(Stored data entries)
- Opening Delimiter -

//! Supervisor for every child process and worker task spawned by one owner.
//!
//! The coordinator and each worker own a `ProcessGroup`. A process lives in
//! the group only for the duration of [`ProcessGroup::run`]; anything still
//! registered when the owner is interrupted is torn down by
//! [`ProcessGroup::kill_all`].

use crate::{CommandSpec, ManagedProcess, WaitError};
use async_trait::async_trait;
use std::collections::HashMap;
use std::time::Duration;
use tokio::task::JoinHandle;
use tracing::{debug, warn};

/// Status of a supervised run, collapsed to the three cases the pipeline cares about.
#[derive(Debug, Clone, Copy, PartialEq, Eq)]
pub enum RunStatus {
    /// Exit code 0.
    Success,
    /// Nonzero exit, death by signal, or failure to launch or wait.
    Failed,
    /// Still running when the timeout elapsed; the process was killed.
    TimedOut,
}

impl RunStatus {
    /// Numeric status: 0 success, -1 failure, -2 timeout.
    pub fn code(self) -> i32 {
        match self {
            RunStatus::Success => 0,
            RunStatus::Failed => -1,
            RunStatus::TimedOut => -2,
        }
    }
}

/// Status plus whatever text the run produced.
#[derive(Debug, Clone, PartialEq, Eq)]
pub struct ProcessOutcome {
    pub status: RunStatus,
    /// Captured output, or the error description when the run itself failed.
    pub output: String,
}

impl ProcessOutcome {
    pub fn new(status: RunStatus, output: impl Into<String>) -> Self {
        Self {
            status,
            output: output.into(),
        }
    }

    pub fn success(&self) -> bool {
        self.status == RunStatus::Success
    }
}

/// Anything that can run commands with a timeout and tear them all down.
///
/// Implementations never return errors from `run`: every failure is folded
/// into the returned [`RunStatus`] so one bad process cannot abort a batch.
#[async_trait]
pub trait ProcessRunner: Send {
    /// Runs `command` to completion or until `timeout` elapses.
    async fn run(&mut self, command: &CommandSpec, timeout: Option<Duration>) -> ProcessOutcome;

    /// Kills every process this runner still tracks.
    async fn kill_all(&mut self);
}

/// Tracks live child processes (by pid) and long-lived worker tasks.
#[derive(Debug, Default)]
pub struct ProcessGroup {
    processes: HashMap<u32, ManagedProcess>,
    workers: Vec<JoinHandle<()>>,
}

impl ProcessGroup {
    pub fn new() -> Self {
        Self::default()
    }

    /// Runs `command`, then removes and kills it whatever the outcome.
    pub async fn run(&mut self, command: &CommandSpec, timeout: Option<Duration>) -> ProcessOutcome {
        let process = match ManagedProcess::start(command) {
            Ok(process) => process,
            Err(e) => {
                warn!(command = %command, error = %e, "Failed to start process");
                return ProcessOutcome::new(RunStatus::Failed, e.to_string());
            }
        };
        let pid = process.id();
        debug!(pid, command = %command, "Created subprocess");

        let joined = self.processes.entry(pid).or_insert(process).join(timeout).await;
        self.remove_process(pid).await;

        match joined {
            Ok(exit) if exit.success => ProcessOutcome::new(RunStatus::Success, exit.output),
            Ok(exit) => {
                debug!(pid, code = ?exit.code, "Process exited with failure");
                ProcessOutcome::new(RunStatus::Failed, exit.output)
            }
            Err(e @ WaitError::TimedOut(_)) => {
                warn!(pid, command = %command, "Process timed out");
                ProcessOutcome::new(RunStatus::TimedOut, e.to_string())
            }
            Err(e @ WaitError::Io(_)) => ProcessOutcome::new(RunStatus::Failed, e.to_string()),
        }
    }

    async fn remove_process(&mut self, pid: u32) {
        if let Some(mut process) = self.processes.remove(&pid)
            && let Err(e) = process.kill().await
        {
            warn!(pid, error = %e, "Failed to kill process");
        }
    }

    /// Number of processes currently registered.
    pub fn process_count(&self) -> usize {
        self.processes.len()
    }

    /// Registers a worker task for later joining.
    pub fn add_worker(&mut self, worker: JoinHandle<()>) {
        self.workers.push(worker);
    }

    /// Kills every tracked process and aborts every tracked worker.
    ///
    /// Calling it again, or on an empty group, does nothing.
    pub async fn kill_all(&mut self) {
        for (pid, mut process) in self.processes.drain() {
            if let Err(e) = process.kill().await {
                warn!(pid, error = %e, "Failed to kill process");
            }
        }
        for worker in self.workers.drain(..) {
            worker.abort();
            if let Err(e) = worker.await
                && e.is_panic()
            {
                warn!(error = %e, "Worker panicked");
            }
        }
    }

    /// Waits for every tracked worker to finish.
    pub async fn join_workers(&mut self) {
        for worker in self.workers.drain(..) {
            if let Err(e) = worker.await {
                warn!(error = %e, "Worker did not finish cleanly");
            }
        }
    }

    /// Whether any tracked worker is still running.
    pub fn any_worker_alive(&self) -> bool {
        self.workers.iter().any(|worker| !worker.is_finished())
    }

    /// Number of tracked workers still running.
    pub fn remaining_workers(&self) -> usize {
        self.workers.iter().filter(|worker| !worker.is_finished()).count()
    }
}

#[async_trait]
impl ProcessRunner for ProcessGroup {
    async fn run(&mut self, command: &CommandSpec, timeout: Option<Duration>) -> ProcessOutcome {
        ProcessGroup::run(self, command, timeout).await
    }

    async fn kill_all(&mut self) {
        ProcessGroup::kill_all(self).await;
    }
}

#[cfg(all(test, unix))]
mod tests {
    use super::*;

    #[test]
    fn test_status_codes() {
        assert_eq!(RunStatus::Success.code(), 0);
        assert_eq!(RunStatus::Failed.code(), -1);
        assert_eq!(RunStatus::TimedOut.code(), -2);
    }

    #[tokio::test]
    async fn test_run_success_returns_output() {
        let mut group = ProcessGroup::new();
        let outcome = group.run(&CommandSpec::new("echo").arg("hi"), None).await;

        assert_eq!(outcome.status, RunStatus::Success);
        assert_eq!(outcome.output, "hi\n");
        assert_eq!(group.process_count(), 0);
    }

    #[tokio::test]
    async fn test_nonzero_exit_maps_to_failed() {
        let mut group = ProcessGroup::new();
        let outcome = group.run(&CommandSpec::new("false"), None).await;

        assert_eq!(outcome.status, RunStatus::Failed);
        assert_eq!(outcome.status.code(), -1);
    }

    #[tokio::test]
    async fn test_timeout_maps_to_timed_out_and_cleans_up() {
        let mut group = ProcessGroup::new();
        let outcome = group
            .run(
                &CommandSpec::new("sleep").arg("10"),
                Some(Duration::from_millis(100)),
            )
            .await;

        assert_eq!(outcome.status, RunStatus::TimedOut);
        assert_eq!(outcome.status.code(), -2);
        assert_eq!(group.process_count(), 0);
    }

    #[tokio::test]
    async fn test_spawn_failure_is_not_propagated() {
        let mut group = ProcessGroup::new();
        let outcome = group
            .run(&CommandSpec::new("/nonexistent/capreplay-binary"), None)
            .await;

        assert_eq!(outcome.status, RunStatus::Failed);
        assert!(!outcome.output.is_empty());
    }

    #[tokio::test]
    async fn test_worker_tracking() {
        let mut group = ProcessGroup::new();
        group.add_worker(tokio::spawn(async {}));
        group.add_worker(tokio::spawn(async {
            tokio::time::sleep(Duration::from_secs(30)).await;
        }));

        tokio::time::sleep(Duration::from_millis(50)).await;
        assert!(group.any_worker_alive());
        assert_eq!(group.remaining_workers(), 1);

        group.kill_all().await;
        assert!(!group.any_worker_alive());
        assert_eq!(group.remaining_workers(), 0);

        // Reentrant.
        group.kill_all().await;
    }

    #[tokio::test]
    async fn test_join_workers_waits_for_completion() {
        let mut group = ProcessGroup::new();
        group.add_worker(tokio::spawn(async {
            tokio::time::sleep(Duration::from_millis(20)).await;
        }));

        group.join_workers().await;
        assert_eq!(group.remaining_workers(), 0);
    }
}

- Closing Delimiter -
- Opening Delimiter -

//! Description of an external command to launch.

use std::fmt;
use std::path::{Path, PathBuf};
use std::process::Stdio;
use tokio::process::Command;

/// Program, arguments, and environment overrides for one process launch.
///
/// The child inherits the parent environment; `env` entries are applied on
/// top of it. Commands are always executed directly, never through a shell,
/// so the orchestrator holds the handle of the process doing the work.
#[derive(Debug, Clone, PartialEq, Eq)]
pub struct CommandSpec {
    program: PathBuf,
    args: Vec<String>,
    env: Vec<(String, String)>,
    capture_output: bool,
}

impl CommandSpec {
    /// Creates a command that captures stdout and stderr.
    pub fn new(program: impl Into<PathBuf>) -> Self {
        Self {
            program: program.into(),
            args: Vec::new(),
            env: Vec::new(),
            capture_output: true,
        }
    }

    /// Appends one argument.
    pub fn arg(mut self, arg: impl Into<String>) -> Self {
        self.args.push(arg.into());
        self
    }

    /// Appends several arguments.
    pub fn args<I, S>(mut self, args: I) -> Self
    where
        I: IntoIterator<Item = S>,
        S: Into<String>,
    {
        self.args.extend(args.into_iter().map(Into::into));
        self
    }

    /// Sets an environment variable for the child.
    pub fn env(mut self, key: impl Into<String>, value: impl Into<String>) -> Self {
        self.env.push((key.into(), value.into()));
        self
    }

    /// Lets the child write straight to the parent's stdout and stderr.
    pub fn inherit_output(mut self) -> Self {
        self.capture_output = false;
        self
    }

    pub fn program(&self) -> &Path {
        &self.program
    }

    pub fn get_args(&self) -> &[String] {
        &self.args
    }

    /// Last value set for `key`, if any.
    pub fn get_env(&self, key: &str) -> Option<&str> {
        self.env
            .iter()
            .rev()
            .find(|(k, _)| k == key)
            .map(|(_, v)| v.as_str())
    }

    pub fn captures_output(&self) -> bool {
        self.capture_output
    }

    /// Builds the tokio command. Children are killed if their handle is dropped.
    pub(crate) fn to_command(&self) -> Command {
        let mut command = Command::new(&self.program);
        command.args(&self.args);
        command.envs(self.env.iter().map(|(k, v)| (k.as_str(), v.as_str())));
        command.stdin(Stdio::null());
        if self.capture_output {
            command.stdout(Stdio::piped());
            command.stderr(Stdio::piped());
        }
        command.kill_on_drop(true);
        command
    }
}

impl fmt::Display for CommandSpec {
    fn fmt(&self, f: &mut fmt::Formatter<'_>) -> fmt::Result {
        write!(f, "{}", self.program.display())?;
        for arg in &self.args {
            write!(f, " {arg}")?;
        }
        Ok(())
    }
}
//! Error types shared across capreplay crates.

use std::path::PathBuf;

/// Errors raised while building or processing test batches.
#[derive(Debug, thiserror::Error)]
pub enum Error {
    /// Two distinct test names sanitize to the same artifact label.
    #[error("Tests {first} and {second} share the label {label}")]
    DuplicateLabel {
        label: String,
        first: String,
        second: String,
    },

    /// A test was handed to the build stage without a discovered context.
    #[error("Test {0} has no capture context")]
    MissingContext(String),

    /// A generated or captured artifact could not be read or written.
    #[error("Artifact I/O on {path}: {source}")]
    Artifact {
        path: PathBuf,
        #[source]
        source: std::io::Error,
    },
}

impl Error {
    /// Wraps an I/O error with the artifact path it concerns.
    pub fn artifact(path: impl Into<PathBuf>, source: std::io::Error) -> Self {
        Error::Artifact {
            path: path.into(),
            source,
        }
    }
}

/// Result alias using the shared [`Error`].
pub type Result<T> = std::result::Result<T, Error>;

- Closing Delimiter -

WHAT YOU SHOULD DO: Go over the data above and copy every line that has the word "capreplay" in it.

TASK ANSWER:
            .run(&CommandSpec::new("/nonexistent/capreplay-binary"), None)
//! Error types shared across capreplay crates.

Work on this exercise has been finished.